Director Kim orchestrates his characters well – the strapping Gong Yoo the perfectly upright but intuitive right-hand man leading the operation; the exquisite Yun the steely feminine aid; the charismatic Lee a weary but convincing Resistance leader (if a little underused). But his key pawns played by Song and Eom, are what keeps Age compelling.
Song Kang-ho, who is on his fourth project with Kim, is a seasoned veteran of the director’s style. As his character Lee gets unwillingly drawn into both alliances – one by birth, one by choice – his unfolding journey is at times, undulating; at others, split-second jarring. Song plays his character with aplomb, with quivering moustache and confused, soulful eyes. His wavering ways keeps us baited – will he or won’t he?
His unexpected shadow, the severe Eom Tae-goo, holds his own against the heavyweight. In one of the best sequences of the film, played out on a gorgeous and lavish train set, he slithers through the cabins, trying to formulate his grand plan to nail the entire group in one swoop, one aided by a secret turncoat in the movement’s own group. This servant of Higashi is a rabid but delicious villain.
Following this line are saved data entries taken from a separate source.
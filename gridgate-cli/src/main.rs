//! Gridgate CLI
//!
//! Command-line access to an admin API: sign in, fetch resources, and query
//! or export record sets with search, filters, sorting, and paging.
//!
//! # Usage
//!
//! ```bash
//! # Sign in and store credentials
//! gridgate login --username amy --password hunter2
//!
//! # Second page of open tasks, newest first
//! gridgate query --remote tasks/ --filter status=open --sort created:desc --page 2
//!
//! # Export every matching record to data-<date>.csv
//! gridgate export --file people.json --search am --columns name=Name,age=Age
//! ```

use std::fs::File;
use std::io::{self, BufWriter, Write};
use std::num::NonZeroUsize;
use std::path::PathBuf;

use anyhow::{Context, Result};
use clap::{Parser, Subcommand};
use gridgate_client::{ClientConfig, PipelineError, RequestPipeline};
use gridgate_core::{Table, default_export_filename};
use tracing::{debug, info};
use tracing_subscriber::{EnvFilter, fmt};

mod args;
mod records;

use args::ViewArgs;

#[derive(Parser)]
#[command(name = "gridgate")]
#[command(about = "Query and export records behind an authenticated admin API")]
#[command(version)]
struct Cli {
    /// Enable verbose output
    #[arg(short, long, global = true)]
    verbose: bool,

    /// Configuration file (defaults to the platform config directory)
    #[arg(long, global = true)]
    config: Option<PathBuf>,

    #[command(subcommand)]
    command: Commands,
}

#[derive(Subcommand)]
enum Commands {
    /// Sign in and store the returned tokens
    Login {
        #[arg(short, long)]
        username: String,

        #[arg(short, long)]
        password: String,
    },

    /// Forget stored tokens
    Logout,

    /// Show configuration and sign-in state
    Status,

    /// GET an API path and print the JSON response
    Fetch {
        /// Path relative to the base URL (e.g. projects/1/)
        path: String,
    },

    /// Print one page of a filtered and sorted record set
    Query {
        #[command(flatten)]
        view: ViewArgs,

        /// Page to show (1-based)
        #[arg(long, default_value_t = 1)]
        page: usize,

        /// Records per page
        #[arg(long, default_value = "10")]
        page_size: NonZeroUsize,
    },

    /// Write the whole filtered and sorted record set as CSV
    Export {
        #[command(flatten)]
        view: ViewArgs,

        /// Output file (defaults to data-<date>.csv)
        #[arg(short, long)]
        output: Option<PathBuf>,
    },
}

#[tokio::main]
async fn main() -> Result<()> {
    let cli = Cli::parse();
    let config = load_config(cli.config.as_deref())?;
    init_logging(&config, cli.verbose);

    match cli.command {
        Commands::Login { username, password } => login(&config, &username, &password).await,
        Commands::Logout => logout(&config).await,
        Commands::Status => status(&config).await,
        Commands::Fetch { path } => fetch(&config, &path).await,
        Commands::Query { view, page, page_size } => query(&config, &view, page, page_size).await,
        Commands::Export { view, output } => export(&config, &view, output).await,
    }
}

fn load_config(path: Option<&std::path::Path>) -> Result<ClientConfig> {
    let mut config = match path {
        Some(path) => ClientConfig::load_from_path(path)
            .with_context(|| format!("Failed to load config from {:?}", path))?,
        None => ClientConfig::load_from_path(ClientConfig::default_path()?)
            .context("Failed to load config")?,
    };
    config.apply_env_overrides();
    Ok(config)
}

fn init_logging(config: &ClientConfig, verbose: bool) {
    let filter = if verbose {
        EnvFilter::new("debug")
    } else {
        EnvFilter::try_from_default_env().unwrap_or_else(|_| EnvFilter::new(&config.log_level))
    };

    fmt()
        .with_env_filter(filter)
        .with_target(false)
        .with_writer(io::stderr)
        .init();
}

fn pipeline(config: &ClientConfig) -> Result<RequestPipeline> {
    config.build_pipeline().context("Failed to set up the API client")
}

/// Turn an expired session into an instruction to sign in again.
pub(crate) fn session_hint(error: PipelineError) -> anyhow::Error {
    if error.is_auth_expired() {
        anyhow::Error::new(error).context("Session expired, run `gridgate login`")
    } else {
        error.into()
    }
}

async fn login(config: &ClientConfig, username: &str, password: &str) -> Result<()> {
    let pipeline = pipeline(config)?;
    let body = serde_json::json!({ "username": username, "password": password });

    let pair = pipeline.login(&body).await.context("Login failed")?;
    println!("Logged in as {}", username);
    if pair.refresh.is_none() {
        println!("  (no refresh token issued; you will need to sign in again when the session expires)");
    }
    Ok(())
}

async fn logout(config: &ClientConfig) -> Result<()> {
    pipeline(config)?.logout().await?;
    println!("Logged out");
    Ok(())
}

async fn status(config: &ClientConfig) -> Result<()> {
    let pipeline = pipeline(config)?;
    let credentials = pipeline.credentials();

    println!("Base URL:        {}", pipeline.base_url());
    println!("Credential store: {:?}", config.store);
    println!("Renewal policy:  {:?}", pipeline.renewal_policy());
    println!(
        "Access token:    {}",
        if credentials.load_access().await?.is_some() { "present" } else { "absent" }
    );
    println!(
        "Refresh token:   {}",
        if credentials.load_refresh().await?.is_some() { "present" } else { "absent" }
    );
    Ok(())
}

async fn fetch(config: &ClientConfig, path: &str) -> Result<()> {
    let pipeline = pipeline(config)?;
    let document: serde_json::Value = pipeline.get_json(path).await.map_err(session_hint)?;
    println!("{}", serde_json::to_string_pretty(&document)?);
    Ok(())
}

async fn load_table(
    config: &ClientConfig,
    view: &ViewArgs,
    page: usize,
    page_size: NonZeroUsize,
) -> Result<Table<serde_json::Value>> {
    let records = match (&view.file, &view.remote) {
        (Some(file), _) => records::load_file(file)?,
        (None, Some(remote)) => {
            let pipeline = pipeline(config)?;
            records::load_remote(&pipeline, remote).await?
        }
        (None, None) => anyhow::bail!("one of --file or --remote is required"),
    };
    debug!("Loaded {} records", records.len());

    let columns = view.columns_for(&records);
    Ok(Table::new(records, columns, view.view_state(page, page_size)))
}

async fn query(config: &ClientConfig, view: &ViewArgs, page: usize, page_size: NonZeroUsize) -> Result<()> {
    let table = load_table(config, view, page, page_size).await?;
    let derived = table.derived_view();
    let current = table.page(&derived);

    let stdout = io::stdout();
    let mut out = stdout.lock();
    for record in current.items {
        let row: serde_json::Map<String, serde_json::Value> = table
            .columns()
            .iter()
            .map(|column| (column.key().to_string(), column.value(record).into()))
            .collect();
        writeln!(out, "{}", serde_json::Value::Object(row))?;
    }

    if current.items.is_empty() {
        eprintln!("No matching records");
    } else {
        eprintln!(
            "Showing {}-{} of {} (page {}/{})",
            current.first_index(),
            current.first_index() + current.items.len() - 1,
            current.total,
            current.page,
            current.page_count
        );
    }
    Ok(())
}

async fn export(config: &ClientConfig, view: &ViewArgs, output: Option<PathBuf>) -> Result<()> {
    let table = load_table(config, view, 1, NonZeroUsize::MIN).await?;
    let path = output.unwrap_or_else(|| PathBuf::from(default_export_filename()));

    let file = File::create(&path).with_context(|| format!("Failed to create {:?}", path))?;
    let rows = table
        .export_csv(BufWriter::new(file))
        .with_context(|| format!("Failed to write {:?}", path))?;

    info!("Exported {} rows to {:?}", rows, path);
    println!("Exported {} records to {}", rows, path.display());
    Ok(())
}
A film by director Kim wouldn’t be complete without one of his satisfying payouts. Past all the shenanigans, one of the final scenes dutifully delivers. In that sequence, slow-motion reveals, meaningful looks, symbolic objects, and paced explosions is paired with Ravel’s Bolero perfectly, delivering a message – and Lee’s final chosen loyalty – loud and clear.
South Korea’s chosen contender for Oscar’s “Best Foreign Language Film” flits successfully, shuffling loyalties in a small deck with skill, played out in a chic period offering.